*** DATA

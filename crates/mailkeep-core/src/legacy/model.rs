//! Legacy inquiry and reply-ticket models.

use chrono::{DateTime, Utc};

use crate::source::FetchedMessage;

/// Routing target a fresh inquiry is addressed to.
const DEFAULT_ROUTING_TARGET: &str = "frontdesk";

/// Category tag applied to inquiries created by mail ingestion.
const DEFAULT_CATEGORY: &str = "general";

/// Disposition of an inquiry, stored as the legacy numeric code.
#[derive(Debug, Clone, Copy, PartialEq, Eq, Default)]
pub enum Disposition {
    /// Handled by an operator (legacy code 1).
    Processed,
    /// Not yet looked at (legacy code 2).
    #[default]
    Unprocessed,
    /// Set aside for later (legacy code 3).
    Deferred,
}

impl Disposition {
    /// Legacy numeric code as stored in the database.
    #[must_use]
    pub const fn code(self) -> i64 {
        match self {
            Self::Processed => 1,
            Self::Unprocessed => 2,
            Self::Deferred => 3,
        }
    }

    /// Parse from the legacy numeric code; unknown codes map to
    /// `Unprocessed`.
    #[must_use]
    pub const fn from_code(code: i64) -> Self {
        match code {
            1 => Self::Processed,
            3 => Self::Deferred,
            _ => Self::Unprocessed,
        }
    }
}

/// Processing status of a reply ticket, stored as the legacy numeric code.
#[derive(Debug, Clone, Copy, PartialEq, Eq, Default)]
pub enum TicketStatus {
    /// Soft-deleted (legacy code 0).
    Deleted,
    /// Waiting for an operator (legacy code 1).
    #[default]
    Pending,
    /// Closed (legacy code 2).
    Closed,
}

impl TicketStatus {
    /// Legacy numeric code as stored in the database.
    #[must_use]
    pub const fn code(self) -> i64 {
        match self {
            Self::Deleted => 0,
            Self::Pending => 1,
            Self::Closed => 2,
        }
    }

    /// Parse from the legacy numeric code; unknown codes map to `Pending`.
    #[must_use]
    pub const fn from_code(code: i64) -> Self {
        match code {
            0 => Self::Deleted,
            2 => Self::Closed,
            _ => Self::Pending,
        }
    }
}

/// The parent row of the legacy pair: one inquiry per ingested message.
///
/// Created first in the transaction; its generated id is what the
/// reply ticket references.
#[derive(Debug, Clone, PartialEq, Eq)]
pub struct Inquiry {
    /// Generated row id (`None` until persisted).
    pub id: Option<i64>,
    /// Sender display name.
    pub sender_name: String,
    /// Sender email address.
    pub sender_email: String,
    /// Message subject.
    pub subject: String,
    /// Message body.
    pub body: String,
    /// When the message was received.
    pub received_at: DateTime<Utc>,
    /// Handling state of the inquiry.
    pub disposition: Disposition,
    /// Who the inquiry is routed to.
    pub routed_to: String,
    /// Category tag.
    pub category: String,
}

impl Inquiry {
    /// Builds a fresh, unprocessed inquiry from a fetched message.
    #[must_use]
    pub fn from_fetched(message: &FetchedMessage) -> Self {
        Self {
            id: None,
            sender_name: message.sender_name().to_string(),
            sender_email: message.sender_address().to_string(),
            subject: message.subject.clone(),
            body: message.body.clone(),
            received_at: message.received_at,
            disposition: Disposition::Unprocessed,
            routed_to: DEFAULT_ROUTING_TARGET.to_string(),
            category: DEFAULT_CATEGORY.to_string(),
        }
    }
}

/// The child row of the legacy pair.
///
/// Must always reference an [`Inquiry`] row created in the same
/// transaction; an orphaned ticket is an invariant violation.
#[derive(Debug, Clone, PartialEq, Eq)]
pub struct ReplyTicket {
    /// Generated row id (`None` until persisted).
    pub id: Option<i64>,
    /// Id of the parent inquiry row.
    pub inquiry_id: i64,
    /// Sender email address.
    pub sender_email: String,
    /// Sender display name.
    pub sender_name: String,
    /// Message subject.
    pub subject: String,
    /// Message body.
    pub body: String,
    /// When the message was sent.
    pub sent_at: DateTime<Utc>,
    /// Processing status of the ticket.
    pub status: TicketStatus,
    /// Operator the ticket is assigned to (empty until assigned).
    pub handler: String,
    /// Stored attachment file name (empty when there is none).
    pub attachment_name: String,
    /// Attachment name as shown to operators.
    pub attachment_display_name: String,
    /// Attachment size; the legacy column is text, "0" when absent.
    pub attachment_size: String,
    /// When the row was created.
    pub created_at: DateTime<Utc>,
}

impl ReplyTicket {
    /// Builds a pending ticket for a fetched message, linked to the
    /// inquiry row with the given id.
    #[must_use]
    pub fn for_inquiry(message: &FetchedMessage, inquiry_id: i64) -> Self {
        Self {
            id: None,
            inquiry_id,
            sender_email: message.sender_address().to_string(),
            sender_name: message.sender_name().to_string(),
            subject: message.subject.clone(),
            body: message.body.clone(),
            sent_at: message.received_at,
            status: TicketStatus::Pending,
            handler: String::new(),
            attachment_name: String::new(),
            attachment_display_name: String::new(),
            attachment_size: "0".to_string(),
            created_at: Utc::now(),
        }
    }
}

#[cfg(test)]
mod tests {
    use super::*;

    fn fetched() -> FetchedMessage {
        FetchedMessage {
            uidl: "uidl-7".to_string(),
            subject: "Question".to_string(),
            body: "How do I...".to_string(),
            from: "Jane Doe <jane@example.com>".to_string(),
            to: "support@example.com".to_string(),
            received_at: Utc::now(),
        }
    }

    #[test]
    fn test_disposition_codes_round_trip() {
        for disposition in [
            Disposition::Processed,
            Disposition::Unprocessed,
            Disposition::Deferred,
        ] {
            assert_eq!(Disposition::from_code(disposition.code()), disposition);
        }
        assert_eq!(Disposition::from_code(99), Disposition::Unprocessed);
    }

    #[test]
    fn test_ticket_status_codes_round_trip() {
        for status in [
            TicketStatus::Deleted,
            TicketStatus::Pending,
            TicketStatus::Closed,
        ] {
            assert_eq!(TicketStatus::from_code(status.code()), status);
        }
        assert_eq!(TicketStatus::from_code(99), TicketStatus::Pending);
    }

    #[test]
    fn test_inquiry_defaults() {
        let inquiry = Inquiry::from_fetched(&fetched());
        assert_eq!(inquiry.id, None);
        assert_eq!(inquiry.sender_name, "Jane Doe");
        assert_eq!(inquiry.sender_email, "jane@example.com");
        assert_eq!(inquiry.disposition, Disposition::Unprocessed);
        assert_eq!(inquiry.routed_to, DEFAULT_ROUTING_TARGET);
    }

    #[test]
    fn test_ticket_defaults() {
        let ticket = ReplyTicket::for_inquiry(&fetched(), 42);
        assert_eq!(ticket.inquiry_id, 42);
        assert_eq!(ticket.status, TicketStatus::Pending);
        assert_eq!(ticket.attachment_size, "0");
        assert!(ticket.handler.is_empty());
    }
}
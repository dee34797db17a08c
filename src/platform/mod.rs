#[cfg(feature = "xnu")]
pub mod xnu;

use core::ffi::CStr;
use core::ops::{BitOr, BitOrAssign};

/// Flags forwarded untouched to the host allocator.
///
/// Values match `<sys/malloc.h>`.
#[derive(Clone, Copy, Debug, Default, PartialEq, Eq, Hash)]
#[repr(transparent)]
pub struct AllocFlags(i32);

impl AllocFlags {
    /// May block until memory is available.
    pub const WAITOK: Self = Self(0x0000);
    /// Fail instead of blocking.
    pub const NOWAIT: Self = Self(0x0001);
    /// Zero-fill the returned block.
    pub const ZERO: Self = Self(0x0004);

    pub const fn from_bits(bits: i32) -> Self {
        Self(bits)
    }

    pub const fn bits(self) -> i32 {
        self.0
    }

    pub const fn contains(self, other: Self) -> bool {
        self.0 & other.0 == other.0
    }
}

impl BitOr for AllocFlags {
    type Output = Self;

    fn bitor(self, rhs: Self) -> Self {
        Self(self.0 | rhs.0)
    }
}

impl BitOrAssign for AllocFlags {
    fn bitor_assign(&mut self, rhs: Self) {
        self.0 |= rhs.0;
    }
}

/// The host's raw, unaccounted allocator.
///
/// # Safety
/// Implementations must return either null or a block of at least `size`
/// writable bytes, zero-filled when `flags` contains [`AllocFlags::ZERO`],
/// and must accept every non-null pointer they returned in `raw_free`.
pub unsafe trait HostAllocator {
    /// Allocate `size` bytes. Returns null on exhaustion.
    fn raw_allocate(&self, size: usize, flags: AllocFlags) -> *mut u8;

    /// Return a block to the host.
    ///
    /// # Safety
    /// `addr` must have come from `raw_allocate` on the same host and must
    /// not be used afterwards.
    unsafe fn raw_free(&self, addr: *mut u8);
}

/// Hand one finished log line to the host console.
#[cfg(feature = "xnu")]
pub fn log_line(line: &CStr) {
    xnu::console_write(line);
}

/// Hand one finished log line to the host console.
#[cfg(all(feature = "std", not(feature = "xnu")))]
pub fn log_line(line: &CStr) {
    std::eprintln!("{}", line.to_string_lossy());
}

******

_DIRECTIONS FOR THIS TASK_. Retype the lines from the one containing "type Output = Self;" to the last line above. Change nothing and include no others.

_FINISHED EXERCISE_.
    type Output = Self;

    fn bitor(self, rhs: Self) -> Self {
        Self(self.0 | rhs.0)
    }
}

impl BitOrAssign for AllocFlags {
    fn bitor_assign(&mut self, rhs: Self) {
        self.0 |= rhs.0;
    }
}

/// The host's raw, unaccounted allocator.
///
/// # Safety
/// Implementations must return either null or a block of at least `size`
/// writable bytes, zero-filled when `flags` contains [`AllocFlags::ZERO`],
/// and must accept every non-null pointer they returned in `raw_free`.
pub unsafe trait HostAllocator {
    /// Allocate `size` bytes. Returns null on exhaustion.
    fn raw_allocate(&self, size: usize, flags: AllocFlags) -> *mut u8;

    /// Return a block to the host.
    ///
    /// # Safety
    /// `addr` must have come from `raw_allocate` on the same host and must
    /// not be used afterwards.
    unsafe fn raw_free(&self, addr: *mut u8);
}

/// Hand one finished log line to the host console.
#[cfg(feature = "xnu")]
pub fn log_line(line: &CStr) {
    xnu::console_write(line);
}

/// Hand one finished log line to the host console.
#[cfg(all(feature = "std", not(feature = "xnu")))]
pub fn log_line(line: &CStr) {
    std::eprintln!("{}", line.to_string_lossy());
}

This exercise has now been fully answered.